*Your task:* Up to and including the line that contains "mutual containment —", reproduce every line exactly, beginning with the first line below.

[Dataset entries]
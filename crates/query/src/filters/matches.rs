//! String matching predicates

/// Options for [`matches_string`]
///
/// Both flags default to off: case-insensitive substring containment.
#[derive(Debug, Clone, Copy, Default, PartialEq, Eq)]
pub struct MatchOptions {
    /// Compare without case folding (default: false)
    pub case_sensitive: bool,
    /// Require the haystack to match the needle in full rather than
    /// contain it (default: false)
    pub match_full: bool,
}

/// Build a predicate that tests a haystack string against a needle
///
/// Unless `case_sensitive` is set, both sides are lowercased before
/// comparison. With `match_full`, the test is mutual containment —
/// haystack contains needle AND needle contains haystack — which for
/// strings is equality after folding. The mutual-containment form is
/// the contract, deliberately not simplified to `==`.
///
/// # Examples
///
/// ```
/// use pluckit_query::filters::{matches_string, MatchOptions};
///
/// let hello = matches_string("Hello", MatchOptions::default());
/// assert!(hello("Hello World"));
/// assert!(hello("say hello"));
/// assert!(!hello("Hi there"));
///
/// let exact = matches_string("Hello", MatchOptions { match_full: true, ..Default::default() });
/// assert!(exact("Hello"));
/// assert!(!exact("Hello World"));
///
/// let cased = matches_string("hello", MatchOptions { case_sensitive: true, ..Default::default() });
/// assert!(!cased("Hello"));
/// assert!(cased("oh hello"));
/// ```
pub fn matches_string(needle: &str, opts: MatchOptions) -> impl Fn(&str) -> bool {
    let needle = if opts.case_sensitive {
        needle.to_string()
    } else {
        needle.to_lowercase()
    };

    move |haystack: &str| {
        let folded;
        let haystack = if opts.case_sensitive {
            haystack
        } else {
            folded = haystack.to_lowercase();
            &folded
        };
        let haystack_contains_needle = haystack.contains(&needle);
        if opts.match_full {
            haystack_contains_needle && needle.contains(haystack)
        } else {
            haystack_contains_needle
        }
    }
}

#[cfg(test)]
mod tests {
    use super::*;

    #[test]
    fn test_default_is_case_insensitive_substring() {
        let m = matches_string("Hello", MatchOptions::default());
        assert!(m("Hello World"));
        assert!(m("HELLO"));
        assert!(m("say hello!"));
        assert!(!m("Hi there"));
    }

    #[test]
    fn test_case_sensitive() {
        let m = matches_string("hello", MatchOptions {
            case_sensitive: true,
            ..Default::default()
        });
        assert!(!m("Hello"));
        assert!(m("hello"));
        assert!(m("oh hello there"));
    }

    #[test]
    fn test_match_full() {
        let m = matches_string("Hello", MatchOptions {
            match_full: true,
            ..Default::default()
        });
        assert!(!m("Hello World"));
        assert!(m("Hello"));
        assert!(m("hello")); // still case-insensitive by default
    }

    #[test]
    fn test_match_full_case_sensitive() {
        let m = matches_string("Hello", MatchOptions {
            case_sensitive: true,
            match_full: true,
        });
        assert!(m("Hello"));
        assert!(!m("hello"));
    }

    #[test]
    fn test_empty_needle_matches_everything() {
        let m = matches_string("", MatchOptions::default());
        assert!(m("anything"));
        assert!(m(""));
    }

    #[test]
    fn test_empty_needle_match_full_only_matches_empty() {
        let m = matches_string("", MatchOptions {
            match_full: true,
            ..Default::default()
        });
        assert!(m(""));
        assert!(!m("anything"));
    }
}
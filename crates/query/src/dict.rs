//! Collection indexing: fold a collection into a keyed container
//!
//! Four explicitly named constructors cover the plain-mapping/typed-map
//! and single/grouped combinations:
//!
//! | Constructor | Container | Same-key policy |
//! |---|---|---|
//! | [`build_dict`] | `serde_json::Map<String, Value>` | last write wins |
//! | [`build_grouped_dict`] | `serde_json::Map<String, Value>` (array values) | append |
//! | [`build_index`] | `HashMap<DictKey, Value>` | last write wins |
//! | [`build_grouped_index`] | `HashMap<DictKey, Vec<Value>>` | append |
//!
//! All four share one element pipeline: non-object elements are skipped,
//! elements whose key path does not resolve to an indexable value are
//! skipped, and the stored value is either the whole element or the
//! value at `value_path`. The input collection is never mutated; the
//! returned container is freshly allocated.

use pluckit_core::{get_at_path, Path};
use serde::{Deserialize, Serialize};
use serde_json::{Map, Value};
use std::collections::HashMap;
use std::fmt;

// =============================================================================
// DictKey
// =============================================================================

/// An indexable dictionary key
///
/// The runtime counterpart of "string | number" keys: strings and
/// integer-valued numbers map directly; other finite numbers fall back
/// to their canonical decimal string, mirroring how plain-object keys
/// coerce. Null, booleans, arrays, and objects are not indexable.
#[derive(Debug, Clone, PartialEq, Eq, Hash, PartialOrd, Ord, Serialize, Deserialize)]
pub enum DictKey {
    /// A string key
    Str(String),
    /// A signed integer key
    Int(i64),
    /// An unsigned integer key outside the `i64` range
    UInt(u64),
}

impl DictKey {
    /// Derive a key from a resolved value, if it is indexable
    ///
    /// Returns `None` for null, booleans, arrays, and objects —
    /// elements whose key path resolves to one of those are skipped by
    /// the builders.
    pub fn from_value(value: &Value) -> Option<DictKey> {
        match value {
            Value::String(s) => Some(DictKey::Str(s.clone())),
            Value::Number(n) => {
                if let Some(i) = n.as_i64() {
                    Some(DictKey::Int(i))
                } else if let Some(u) = n.as_u64() {
                    Some(DictKey::UInt(u))
                } else {
                    // Non-integral numbers coerce through their decimal form
                    Some(DictKey::Str(n.to_string()))
                }
            }
            _ => None,
        }
    }
}

impl fmt::Display for DictKey {
    fn fmt(&self, f: &mut fmt::Formatter<'_>) -> fmt::Result {
        match self {
            DictKey::Str(s) => write!(f, "{s}"),
            DictKey::Int(i) => write!(f, "{i}"),
            DictKey::UInt(u) => write!(f, "{u}"),
        }
    }
}

impl From<&str> for DictKey {
    fn from(s: &str) -> Self {
        DictKey::Str(s.to_string())
    }
}

impl From<String> for DictKey {
    fn from(s: String) -> Self {
        DictKey::Str(s)
    }
}

impl From<i64> for DictKey {
    fn from(i: i64) -> Self {
        DictKey::Int(i)
    }
}

impl From<i32> for DictKey {
    fn from(i: i32) -> Self {
        DictKey::Int(i64::from(i))
    }
}

impl From<u64> for DictKey {
    fn from(u: u64) -> Self {
        match i64::try_from(u) {
            Ok(i) => DictKey::Int(i),
            Err(_) => DictKey::UInt(u),
        }
    }
}

// =============================================================================
// Parameters
// =============================================================================

/// Parameters shared by the dict/index builders
#[derive(Debug, Clone, Default)]
pub struct DictParams {
    /// Store the value at this path instead of the whole element
    ///
    /// When the path does not resolve for an element, JSON `null` is
    /// stored in that slot (the element is still keyed).
    pub value_path: Option<Path>,
}

// =============================================================================
// Element pipeline
// =============================================================================

/// Iterate the (key, value) pairs a collection contributes, in order
fn entries<'a>(
    collection: &'a [Value],
    key_path: &'a Path,
    params: &'a DictParams,
) -> impl Iterator<Item = (DictKey, Value)> + 'a {
    collection.iter().filter_map(move |element| {
        if !element.is_object() {
            tracing::trace!(kind = %pluckit_core::kind_of(element), "skipping non-object element");
            return None;
        }

        let Some(key) = get_at_path(element, key_path).and_then(DictKey::from_value) else {
            tracing::trace!(key_path = %key_path, "skipping element without indexable key");
            return None;
        };

        let value = match &params.value_path {
            Some(path) => get_at_path(element, path).cloned().unwrap_or(Value::Null),
            None => element.clone(),
        };

        Some((key, value))
    })
}

// =============================================================================
// Builders
// =============================================================================

/// Build a plain mapping from a collection, last write wins
///
/// Keys are the string form of the resolved key value, as in a plain
/// JSON object. A later element with the same key overwrites the
/// earlier one's stored value.
///
/// # Examples
///
/// ```
/// use pluckit_query::dict::{build_dict, DictParams};
/// use serde_json::json;
///
/// let users = vec![
///     json!({ "name": "Alice", "age": 30 }),
///     json!({ "name": "Bob", "age": 25 }),
/// ];
///
/// let by_name = build_dict(&users, &"name".parse().unwrap(), &DictParams::default());
/// assert_eq!(by_name["Alice"]["age"], json!(30));
///
/// // Project a nested value instead of the whole element
/// let ages = build_dict(&users, &"name".parse().unwrap(), &DictParams {
///     value_path: Some("age".parse().unwrap()),
/// });
/// assert_eq!(ages["Bob"], json!(25));
/// ```
pub fn build_dict(
    collection: &[Value],
    key_path: &Path,
    params: &DictParams,
) -> Map<String, Value> {
    let mut dict = Map::new();
    for (key, value) in entries(collection, key_path, params) {
        dict.insert(key.to_string(), value);
    }
    tracing::debug!(
        total = collection.len(),
        kept = dict.len(),
        key_path = %key_path,
        "built dict"
    );
    dict
}

/// Build a plain mapping that groups same-key values into arrays
///
/// Every stored value is a JSON array; values accumulate per key in
/// collection iteration order.
///
/// # Examples
///
/// ```
/// use pluckit_query::dict::{build_grouped_dict, DictParams};
/// use serde_json::json;
///
/// let rows = vec![
///     json!({ "k": 1, "v": "a" }),
///     json!({ "k": 1, "v": "b" }),
/// ];
///
/// let grouped = build_grouped_dict(&rows, &"k".parse().unwrap(), &DictParams {
///     value_path: Some("v".parse().unwrap()),
/// });
/// assert_eq!(grouped["1"], json!(["a", "b"]));
/// ```
pub fn build_grouped_dict(
    collection: &[Value],
    key_path: &Path,
    params: &DictParams,
) -> Map<String, Value> {
    let mut dict = Map::new();
    for (key, value) in entries(collection, key_path, params) {
        let slot = dict
            .entry(key.to_string())
            .or_insert_with(|| Value::Array(Vec::new()));
        if let Value::Array(group) = slot {
            group.push(value);
        }
    }
    tracing::debug!(
        total = collection.len(),
        groups = dict.len(),
        key_path = %key_path,
        "built grouped dict"
    );
    dict
}

/// Build a typed map from a collection, last write wins
///
/// The typed-key counterpart of [`build_dict`]: keys stay [`DictKey`]s
/// instead of being stringified.
pub fn build_index(
    collection: &[Value],
    key_path: &Path,
    params: &DictParams,
) -> HashMap<DictKey, Value> {
    let mut index = HashMap::new();
    for (key, value) in entries(collection, key_path, params) {
        index.insert(key, value);
    }
    tracing::debug!(
        total = collection.len(),
        kept = index.len(),
        key_path = %key_path,
        "built index"
    );
    index
}

/// Build a typed map that groups same-key values
///
/// Values accumulate per key in collection iteration order.
pub fn build_grouped_index(
    collection: &[Value],
    key_path: &Path,
    params: &DictParams,
) -> HashMap<DictKey, Vec<Value>> {
    let mut index: HashMap<DictKey, Vec<Value>> = HashMap::new();
    for (key, value) in entries(collection, key_path, params) {
        index.entry(key).or_default().push(value);
    }
    tracing::debug!(
        total = collection.len(),
        groups = index.len(),
        key_path = %key_path,
        "built grouped index"
    );
    index
}
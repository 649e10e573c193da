//! Core types and traversal primitives for pluckit
//!
//! This crate defines the foundational pieces used by the query layer:
//! - Path: dotted path into nested values, plus parse errors and limits
//! - Access: `get_at_path`, `get_or`, `resolve`, `set_at_path`, `deep_set`
//! - Algebra: path enumeration (`all_paths`, `paths_with_kind`,
//!   `indexable_paths`) and shape reconstruction (`reconstruct`,
//!   `reconstruct_multi`, `deep_merge`)
//!
//! Everything operates on `serde_json::Value`. Reads are total: a path
//! that does not resolve yields absence (`None`), never an error. The
//! one diagnosing entry point is [`resolve`], which reports which
//! segment failed and why.

#![warn(missing_docs)]
#![warn(clippy::all)]

// Module declarations
pub mod access;
pub mod algebra;
pub mod path;

// Re-export commonly used types and functions
pub use access::{deep_set, get_at_path, get_or, resolve, set_at_path, PathError};
pub use algebra::{
    all_paths, deep_merge, indexable_paths, kind_of, paths_with_kind, reconstruct,
    reconstruct_multi, MatchMode, ValueKind,
};
pub use path::{Path, PathParseError, MAX_PATH_SEGMENTS};
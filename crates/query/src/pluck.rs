//! Pluck: a path-bound toolkit of get/map/filter/sort
//!
//! A [`Pluck`] fixes one path and an optional fallback once, then hands
//! out the four operations over that location. The same `Pluck` can be
//! applied to any number of values, so a path string is written (and
//! parsed) exactly once per call site.

use pluckit_core::{deep_set, get_at_path, Path, PathParseError};
use serde_json::Value;
use std::cmp::Ordering;

/// A toolkit of operations bound to one path and fallback
///
/// Construct with [`Pluck::new`] / [`Pluck::with_fallback`], or via the
/// string-parsing helpers [`pluck`] / [`pluck_or`].
///
/// # Examples
///
/// ```
/// use pluckit_query::pluck;
/// use serde_json::json;
///
/// let users = vec![
///     json!({ "name": "Alice", "age": 30, "address": { "city": "Metropolis" } }),
///     json!({ "name": "Bob", "age": 25, "address": { "city": "Gotham" } }),
/// ];
///
/// // get
/// let by_city = pluck("address.city").unwrap();
/// assert_eq!(by_city.get(&users[0]), Some(json!("Metropolis")));
///
/// // filter
/// let in_gotham = by_city.filter(|city, _| city == Some(&json!("Gotham")));
/// let gothamites: Vec<_> = users.iter().filter(|u| in_gotham(u)).collect();
/// assert_eq!(gothamites.len(), 1);
///
/// // sort
/// let by_age = pluck("age").unwrap();
/// let cmp = by_age.sort(|a, b| {
///     let a = a.and_then(|v| v.as_i64()).unwrap_or(0);
///     let b = b.and_then(|v| v.as_i64()).unwrap_or(0);
///     a.cmp(&b)
/// });
/// let mut sorted = users.clone();
/// sorted.sort_by(|a, b| cmp(a, b));
/// assert_eq!(sorted[0]["name"], json!("Bob"));
///
/// // map: writes back into a fresh value, the input is untouched
/// let double_age = by_age.map(|age, _| {
///     json!(age.and_then(|v| v.as_i64()).unwrap_or(0) * 2)
/// });
/// let updated = double_age(&users[0]);
/// assert_eq!(updated["age"], json!(60));
/// assert_eq!(users[0]["age"], json!(30));
/// ```
#[derive(Debug, Clone)]
pub struct Pluck {
    path: Path,
    fallback: Option<Value>,
}

impl Pluck {
    /// Bind a toolkit to a path, with no fallback
    pub fn new(path: Path) -> Self {
        Pluck {
            path,
            fallback: None,
        }
    }

    /// Bind a toolkit to a path with a fallback value
    ///
    /// The fallback is substituted whenever the path does not resolve.
    /// A stored `null` is a real value and is not replaced.
    pub fn with_fallback(path: Path, fallback: Value) -> Self {
        Pluck {
            path,
            fallback: Some(fallback),
        }
    }

    /// The path this toolkit is bound to
    pub fn path(&self) -> &Path {
        &self.path
    }

    /// Read the value at the bound path
    ///
    /// Returns the resolved value (cloned), else the fallback (cloned),
    /// else `None`.
    pub fn get(&self, object: &Value) -> Option<Value> {
        get_at_path(object, &self.path)
            .cloned()
            .or_else(|| self.fallback.clone())
    }

    /// Build a transformer that rewrites the value at the bound path
    ///
    /// The transform receives the current value (with fallback applied)
    /// and the whole object, and returns the replacement. The returned
    /// closure produces a fresh value with only the path's branch
    /// replaced; its input is never mutated.
    pub fn map<'a, F>(&'a self, transform: F) -> impl Fn(&Value) -> Value + 'a
    where
        F: Fn(Option<Value>, &Value) -> Value + 'a,
    {
        move |object| deep_set(object, &self.path, transform(self.get(object), object))
    }

    /// Build a predicate over the value at the bound path
    ///
    /// The predicate receives the current value (with fallback applied)
    /// and the whole object.
    pub fn filter<'a, F>(&'a self, predicate: F) -> impl Fn(&Value) -> bool + 'a
    where
        F: Fn(Option<&Value>, &Value) -> bool + 'a,
    {
        move |object| {
            let value = self.get(object);
            predicate(value.as_ref(), object)
        }
    }

    /// Build a comparator over the value at the bound path
    ///
    /// Both sides are read with the same fallback.
    pub fn sort<'a, F>(&'a self, comparator: F) -> impl Fn(&Value, &Value) -> Ordering + 'a
    where
        F: Fn(Option<&Value>, Option<&Value>) -> Ordering + 'a,
    {
        move |a, b| comparator(self.get(a).as_ref(), self.get(b).as_ref())
    }
}

/// Parse a dotted path string into a [`Pluck`] with no fallback
pub fn pluck(path: &str) -> Result<Pluck, PathParseError> {
    Ok(Pluck::new(path.parse()?))
}

/// Parse a dotted path string into a [`Pluck`] with a fallback
pub fn pluck_or(path: &str, fallback: Value) -> Result<Pluck, PathParseError> {
    Ok(Pluck::with_fallback(path.parse()?, fallback))
}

*Answer for the task:*
filename crates/query/src/filters/matches.rs
//! String matching predicates

/// Options for [`matches_string`]
///
/// Both flags default to off: case-insensitive substring containment.
#[derive(Debug, Clone, Copy, Default, PartialEq, Eq)]
pub struct MatchOptions {
    /// Compare without case folding (default: false)
    pub case_sensitive: bool,
    /// Require the haystack to match the needle in full rather than
    /// contain it (default: false)
    pub match_full: bool,
}

/// Build a predicate that tests a haystack string against a needle
///
/// Unless `case_sensitive` is set, both sides are lowercased before
/// comparison. With `match_full`, the test is mutual containment —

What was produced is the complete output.